Modules — Cœur¶
Les modules cœur portent l'identité, le multi-tenant et le contrôle d'accès. Tout le reste s'appuie sur eux.
| Module | app/ · domain/ · web/ |
Rôle |
|---|---|---|
| auth | auth/ |
Authentification, JWT (access + refresh), réinitialisation de mot de passe, validation des identifiants. |
| users | users/ |
Comptes, profils, listing (admin), suspension/activation. |
| workspaces | workspaces/ |
Création de workspace, propriété, réglages (parameters JSON), suppression. |
| workspace-memberships | workspace-memberships/ |
Adhésion d'un utilisateur à un workspace, rôles, manager. |
| permissions | permissions/ |
RBAC : registre, synchronisation au boot, permissions effectives. |
| groups | groups/ |
Groupes (rôles) porteurs de permissions, par workspace. |
| invitations | invitations/ |
Invitations, envoi d'email, expiration/annulation, acceptation. |
auth¶
Émet des JWT access + refresh (via jsonwebtoken), valide les identifiants (bcrypt), gère la réinitialisation de mot de passe.
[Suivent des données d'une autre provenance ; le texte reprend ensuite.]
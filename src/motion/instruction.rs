//! Drive instruction sum type.
//!
//! Produced fresh every control tick and compared against the previously
//! transmitted instruction with a per-variant tolerance before resending.
//! The wire form is plain text under the `"Ins"` tag, e.g. `forward 29.2`
//! or `combine 14.6 9.7` (always `.` decimals regardless of host locale).

use std::fmt;

/// Resend tolerance for forward/backward speed.
pub const LINEAR_TOLERANCE: f32 = 2.5;

/// Resend tolerance for angular speed (degrees per second).
pub const ANGULAR_TOLERANCE: f32 = 15.0;

/// Resend tolerance for the summed wheel-speed delta of a combine.
pub const WHEEL_TOLERANCE: f32 = 2.5;

/// One drive instruction for the robot.
#[derive(Debug, Clone, Copy, PartialEq)]
pub enum Instruction {
    /// Stop / no command
    Nothing,
    /// Drive straight ahead at the given speed
    Forward(f32),
    /// Drive straight back at the given speed
    Backward(f32),
    /// Turn left in place at the given angular speed (deg/s)
    Left(f32),
    /// Turn right in place at the given angular speed (deg/s)
    Right(f32),
    /// Differential wheel speeds (wheel 1, wheel 2)
    Combine(f32, f32),
}

impl Instruction {
    /// Signed straight-line speed: positive forward, negative backward,
    /// zero for every non-linear variant.
    pub fn forward_speed(&self) -> f32 {
        match self {
            Instruction::Forward(v) => *v,
            Instruction::Backward(v) => -*v,
            _ => 0.0,
        }
    }

    /// Signed angular speed in deg/s: positive right, negative left,
    /// zero for every non-turning variant.
    pub fn right_angular_speed(&self) -> f32 {
        match self {
            Instruction::Right(w) => *w,
            Instruction::Left(w) => -*w,
            _ => 0.0,
        }
    }

    /// Whether two instructions are close enough that resending is
    /// redundant. Variants must match; `Nothing` is never tolerance-gated.
    pub fn almost_eq(&self, other: &Instruction) -> bool {
        match (self, other) {
            (Instruction::Nothing, Instruction::Nothing) => true,
            (Instruction::Forward(a), Instruction::Forward(b))
            | (Instruction::Backward(a), Instruction::Backward(b)) => {
                (a - b).abs() < LINEAR_TOLERANCE
            }
            (Instruction::Left(a), Instruction::Left(b))
            | (Instruction::Right(a), Instruction::Right(b)) => (a - b).abs() < ANGULAR_TOLERANCE,
            (Instruction::Combine(a1, a2), Instruction::Combine(b1, b2)) => {
                (a1 - b1).abs() + (a2 - b2).abs() < WHEEL_TOLERANCE
            }
            _ => false,
        }
    }
}

impl fmt::Display for Instruction {
    fn fmt(&self, f: &mut fmt::Formatter<'_>) -> fmt::Result {
        match self {
            Instruction::Nothing => write!(f, "nothing"),
            Instruction::Forward(v) => write!(f, "forward {}", v),
            Instruction::Backward(v) => write!(f, "backward {}", v),
            Instruction::Left(w) => write!(f, "left {}", w),
            Instruction::Right(w) => write!(f, "right {}", w),
            Instruction::Combine(w1, w2) => write!(f, "combine {} {}", w1, w2),
        }
    }
}

#[cfg(test)]
mod tests {
    use super::*;

    #[test]
    fn wire_text_form() {
        assert_eq!(Instruction::Nothing.to_string(), "nothing");
        assert_eq!(Instruction::Forward(29.2).to_string(), "forward 29.2");
        assert_eq!(Instruction::Left(90.0).to_string(), "left 90");
        assert_eq!(Instruction::Combine(14.5, 9.75).to_string(), "combine 14.5 9.75");
    }

    #[test]
    fn signed_speeds() {
        assert_eq!(Instruction::Forward(3.0).forward_speed(), 3.0);
        assert_eq!(Instruction::Backward(3.0).forward_speed(), -3.0);
        assert_eq!(Instruction::Right(45.0).right_angular_speed(), 45.0);
        assert_eq!(Instruction::Left(45.0).right_angular_speed(), -45.0);
    }

    #[test]
    fn tolerance_table() {
        assert!(Instruction::Forward(10.0).almost_eq(&Instruction::Forward(12.0)));
        assert!(!Instruction::Forward(10.0).almost_eq(&Instruction::Forward(12.6)));
        assert!(Instruction::Right(90.0).almost_eq(&Instruction::Right(100.0)));
        assert!(!Instruction::Right(90.0).almost_eq(&Instruction::Right(110.0)));
        assert!(Instruction::Combine(5.0, 5.0).almost_eq(&Instruction::Combine(6.0, 6.0)));
        assert!(!Instruction::Combine(5.0, 5.0).almost_eq(&Instruction::Combine(7.0, 6.0)));
    }

    #[test]
    fn variant_changes_are_never_equal() {
        assert!(!Instruction::Forward(0.1).almost_eq(&Instruction::Backward(0.1)));
        assert!(!Instruction::Nothing.almost_eq(&Instruction::Forward(0.0)));
        assert!(!Instruction::Forward(0.0).almost_eq(&Instruction::Nothing));
    }
}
Les échecs lèvent AuthenticationError avec un code machine (voir Erreurs & i18n et Authentification & gardes).
users¶
Comptes et profils. Porte la langue du compte (user.language) utilisée pour la localisation, le drapeau isSuperuser, l'état suspendu/activé. Le listing et les opérations d'administration vivent dans un *AdminService dédié, avec des permissions suffixées _admin.
workspaces¶
Le workspace est la frontière multi-tenant (voir Multi-tenant). Un utilisateur sans workspace peut en créer un via une route protégée par AuthenticatedGuard (et non RequireWorkspaceGuard). La configuration vit dans la colonne JSON parameters.
workspace-memberships¶
Relie un utilisateur à un workspace, avec son/ses groupe(s) et d'éventuelles surcharges allow/deny de permission (les deny l'emportent — voir Permissions).
Vocabulaire « manager »
Le code, la base et l'API utilisent manager / managerId pour le responsable hiérarchique d'un membre — jamais managedBy / managedById.
permissions & groups¶
permissions expose le registre et la synchronisation ; groups porte les ensembles de permissions par workspace. L'attribution effective résulte de l'union des groupes du membre, ajustée par ses surcharges d'adhésion. Détails : Permissions (RBAC).
invitations¶
Invite un utilisateur (existant ou non) à rejoindre un workspace : envoi d'un email, jeton d'invitation, expiration et annulation, puis acceptation qui crée l'adhésion. L'existence d'un compte peut être vérifiée par jeton d'invitation.